Interactive decision procedure for watershed nutrient load reduction: An integrated chance-constrained programming model with risk-cost tradeoff

Nutrient load reduction is a well-recognized requirement for aquatic ecosystem restoration. However, decision making is difficult due to challenges related to uncertainty and the interaction between decision makers and modelers, including (a) the quantitative relationship between risks arising from different aspects and the fact that cost is not usually revealed and (b) the fact that decision makers are not significantly involved in the modeling process. In this study, an interactive optimal-decision procedure with risk-cost tradeoff is proposed to overcome these limitations. It consists of chance-constrained programming (CCP) models, risk scenario analysis using the Taguchi method, risk-cost tradeoff and feedback for model adaption. A hybrid intelligent algorithm (HIA) integrating Monte Carlo simulation, artificial neural networks, and an augmented Lagrangian genetic algorithm was developed and applied to solve the CCP model.
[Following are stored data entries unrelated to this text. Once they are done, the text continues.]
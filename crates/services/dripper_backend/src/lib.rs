// --- File: crates/services/dripper_backend/src/lib.rs ---
//! Router assembly for the DripperScheduler server.
//!
//! JSON endpoints live under `/api`; the booking pages are served from the
//! site root. Every response passes through the security header, compression
//! and trace layers.

pub mod app_state;
pub mod security;

pub use app_state::AppState;

use axum::{routing::get, Router};
use tower_http::{compression::CompressionLayer, trace::TraceLayer};
use tracing::info;

/// Builds the complete application router.
pub fn build_app(state: &AppState) -> Router {
    let api_router = Router::new()
        .route("/", get(|| async { "Welcome to the DripperScheduler API!" }))
        .merge(dripper_common::routes());

    let api_router = {
        #[allow(unused_mut)] // for the features it needs to be mutable
        let mut router = api_router;
        #[cfg(feature = "booking")]
        {
            router = router.merge(dripper_booking::routes(state.booking.clone()));
        }
        #[cfg(feature = "chat")]
        {
            router = router.merge(dripper_chat::routes(state.chat.clone()));
        }
        router
    };

    let mut app = Router::new().nest("/api", api_router);

    #[cfg(feature = "booking")]
    {
        app = app.merge(dripper_booking::page_routes(state.booking.clone()));
    }

    #[cfg(feature = "openapi")]
    {
        use utoipa_swagger_ui::SwaggerUi;

        info!("Adding Swagger UI at /api/docs");
        app = app.merge(SwaggerUi::new("/api/docs").url("/api/docs/openapi.json", api_doc()));
    }

    info!(
        use_booking = state.config.use_booking,
        use_chat = state.config.use_chat,
        "Routes assembled"
    );

    let app = security::with_security_headers(app);
    app.layer(CompressionLayer::new())
        .layer(TraceLayer::new_for_http())
}

/// The merged OpenAPI document of all compiled-in features.
#[cfg(feature = "openapi")]
pub fn api_doc() -> utoipa::openapi::OpenApi {
    use utoipa::OpenApi;

    #[derive(OpenApi)]
    #[openapi(
        info(
            title = "DripperScheduler API",
            version = "0.1.0",
            description = "Appointment booking and chat proxy endpoints",
            license(name = "MIT", url = "https://opensource.org/licenses/MIT")
        ),
        components(schemas(dripper_common::routes::HealthResponse, dripper_common::ErrorBody)),
        tags((name = "DripperScheduler", description = "Core service endpoints")),
        servers((url = "/api", description = "Main API Prefix")),
    )]
    struct ApiDoc;

    #[allow(unused_mut)] // for the features it needs to be mutable
    let mut doc = ApiDoc::openapi();
    #[cfg(feature = "booking")]
    doc.merge(dripper_booking::doc::BookingApiDoc::openapi());
    #[cfg(feature = "chat")]
    doc.merge(dripper_chat::doc::ChatApiDoc::openapi());
    doc
}
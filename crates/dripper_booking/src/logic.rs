// --- File: crates/dripper_booking/src/logic.rs ---
use chrono::{NaiveDate, NaiveTime};
use serde::{Deserialize, Serialize};
use uuid::Uuid;

#[cfg(feature = "openapi")]
use utoipa::ToSchema;

use crate::catalog::{format_price, Service, ServiceCatalog};
use crate::error::BookingError;
use crate::payment::{format_long_date, PaymentReceipt};
use crate::slots::TimeSlot;
use crate::wizard::{BookingStep, BookingWizard};

// --- DTOs ---

#[derive(Deserialize, Debug)]
#[cfg_attr(feature = "openapi", derive(ToSchema))]
pub struct SelectServiceRequest {
    #[cfg_attr(feature = "openapi", schema(example = "1"))]
    pub service_id: String,
}

#[derive(Deserialize, Debug)]
#[cfg_attr(feature = "openapi", derive(ToSchema))]
pub struct SelectDateRequest {
    #[cfg_attr(feature = "openapi", schema(example = "2024-03-15"))]
    pub date: String,
}

#[derive(Deserialize, Debug)]
#[cfg_attr(feature = "openapi", derive(ToSchema))]
pub struct SelectTimeRequest {
    #[cfg_attr(feature = "openapi", schema(example = "10:30"))]
    pub time: String,
}

/// A catalog entry as shown to the customer.
#[derive(Serialize, Debug, Clone, PartialEq, Eq)]
#[cfg_attr(feature = "openapi", derive(ToSchema))]
pub struct ServiceView {
    pub id: String,
    pub name: String,
    pub description: String,
    pub duration_minutes: i64,
    pub price_cents: i64,
    #[cfg_attr(feature = "openapi", schema(example = "$45"))]
    pub price_label: String,
    pub is_selected: bool,
}

#[derive(Serialize, Debug)]
#[cfg_attr(feature = "openapi", derive(ToSchema))]
pub struct CatalogResponse {
    pub services: Vec<ServiceView>,
}

#[derive(Serialize, Debug, Clone, PartialEq, Eq)]
#[cfg_attr(feature = "openapi", derive(ToSchema))]
pub struct StepIndicator {
    pub step: BookingStep,
    pub label: &'static str,
    pub is_current: bool,
}

#[derive(Serialize, Debug)]
#[cfg_attr(feature = "openapi", derive(ToSchema))]
pub struct SlotsResponse {
    pub date: NaiveDate,
    pub slots: Vec<TimeSlot>,
}

/// Everything a client needs to draw the wizard.
#[derive(Serialize, Debug)]
#[cfg_attr(feature = "openapi", derive(ToSchema))]
pub struct WizardView {
    pub session_id: Uuid,
    pub step: BookingStep,
    #[cfg_attr(feature = "openapi", schema(example = "Select one or more services to continue"))]
    pub subtitle: &'static str,
    pub steps: Vec<StepIndicator>,
    pub can_go_back: bool,
    pub selected_services: Vec<ServiceView>,
    pub service_names: String,
    pub total_duration_minutes: i64,
    pub total_price_cents: i64,
    pub total_price_label: String,
    pub selected_date: Option<NaiveDate>,
    #[cfg_attr(feature = "openapi", schema(example = "March 15, 2024"))]
    pub selected_date_label: Option<String>,
    pub selected_time: Option<TimeSlot>,
    pub is_complete: bool,
    pub receipt: Option<PaymentReceipt>,
}

// --- Logic ---

pub fn service_view(service: &Service, currency_symbol: &str, is_selected: bool) -> ServiceView {
    ServiceView {
        id: service.id.clone(),
        name: service.name.clone(),
        description: service.description.clone(),
        duration_minutes: service.duration_minutes,
        price_cents: service.price_cents,
        price_label: format_price(service.price_cents, currency_symbol),
        is_selected,
    }
}

/// The catalog, with the entries already chosen in `wizard` flagged.
pub fn catalog_view(
    catalog: &ServiceCatalog,
    currency_symbol: &str,
    wizard: Option<&BookingWizard>,
) -> CatalogResponse {
    CatalogResponse {
        services: catalog
            .services()
            .iter()
            .map(|service| {
                let selected = wizard.is_some_and(|w| w.is_service_selected(&service.id));
                service_view(service, currency_symbol, selected)
            })
            .collect(),
    }
}

pub fn step_indicators(current: BookingStep) -> Vec<StepIndicator> {
    BookingStep::ALL
        .iter()
        .map(|step| StepIndicator {
            step: *step,
            label: step.label(),
            is_current: *step == current,
        })
        .collect()
}

pub fn wizard_view(wizard: &BookingWizard, currency_symbol: &str) -> WizardView {
    WizardView {
        session_id: wizard.id(),
        step: wizard.step(),
        subtitle: wizard.subtitle(),
        steps: step_indicators(wizard.step()),
        can_go_back: wizard.can_go_back(),
        selected_services: wizard
            .selected_services()
            .iter()
            .map(|s| service_view(s, currency_symbol, true))
            .collect(),
        service_names: wizard.service_names(),
        total_duration_minutes: wizard.total_duration_minutes(),
        total_price_cents: wizard.total_price_cents(),
        total_price_label: format_price(wizard.total_price_cents(), currency_symbol),
        selected_date: wizard.selected_date(),
        selected_date_label: wizard.selected_date().map(format_long_date),
        selected_time: wizard.selected_time().cloned(),
        is_complete: wizard.is_complete(),
        receipt: wizard.receipt().cloned(),
    }
}

/// Parses a `YYYY-MM-DD` date.
pub fn parse_date(value: &str) -> Result<NaiveDate, BookingError> {
    NaiveDate::parse_from_str(value.trim(), "%Y-%m-%d")
        .map_err(|_| BookingError::InvalidDate(value.to_string()))
}

/// Parses `HH:MM`, also accepting `HH:MM:SS` as serialized by [`TimeSlot`].
pub fn parse_time(value: &str) -> Result<NaiveTime, BookingError> {
    let value = value.trim();
    NaiveTime::parse_from_str(value, "%H:%M")
        .or_else(|_| NaiveTime::parse_from_str(value, "%H:%M:%S"))
        .map_err(|_| BookingError::InvalidTime(value.to_string()))
}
The proposed decision procedure and HIA are illustrated through a case study of uncertainty-based optimal nutrient load reduction in the Lake Qionghai Watershed, China. The CCP model has four constraints associated with risk levels indicating the possibility of constraint violation. Sixteen risk scenarios were designed with the Taguchi method to recognize the interactions between multiple constraint risks and total cost. The results were analyzed using the signal-to-noise ratio, analysis of variance, and multivariate regression. The model results demonstrate how cost is affected by risk for the four constraints and show that the proposed approach can provide effective support for decision making on risk-cost tradeoffs.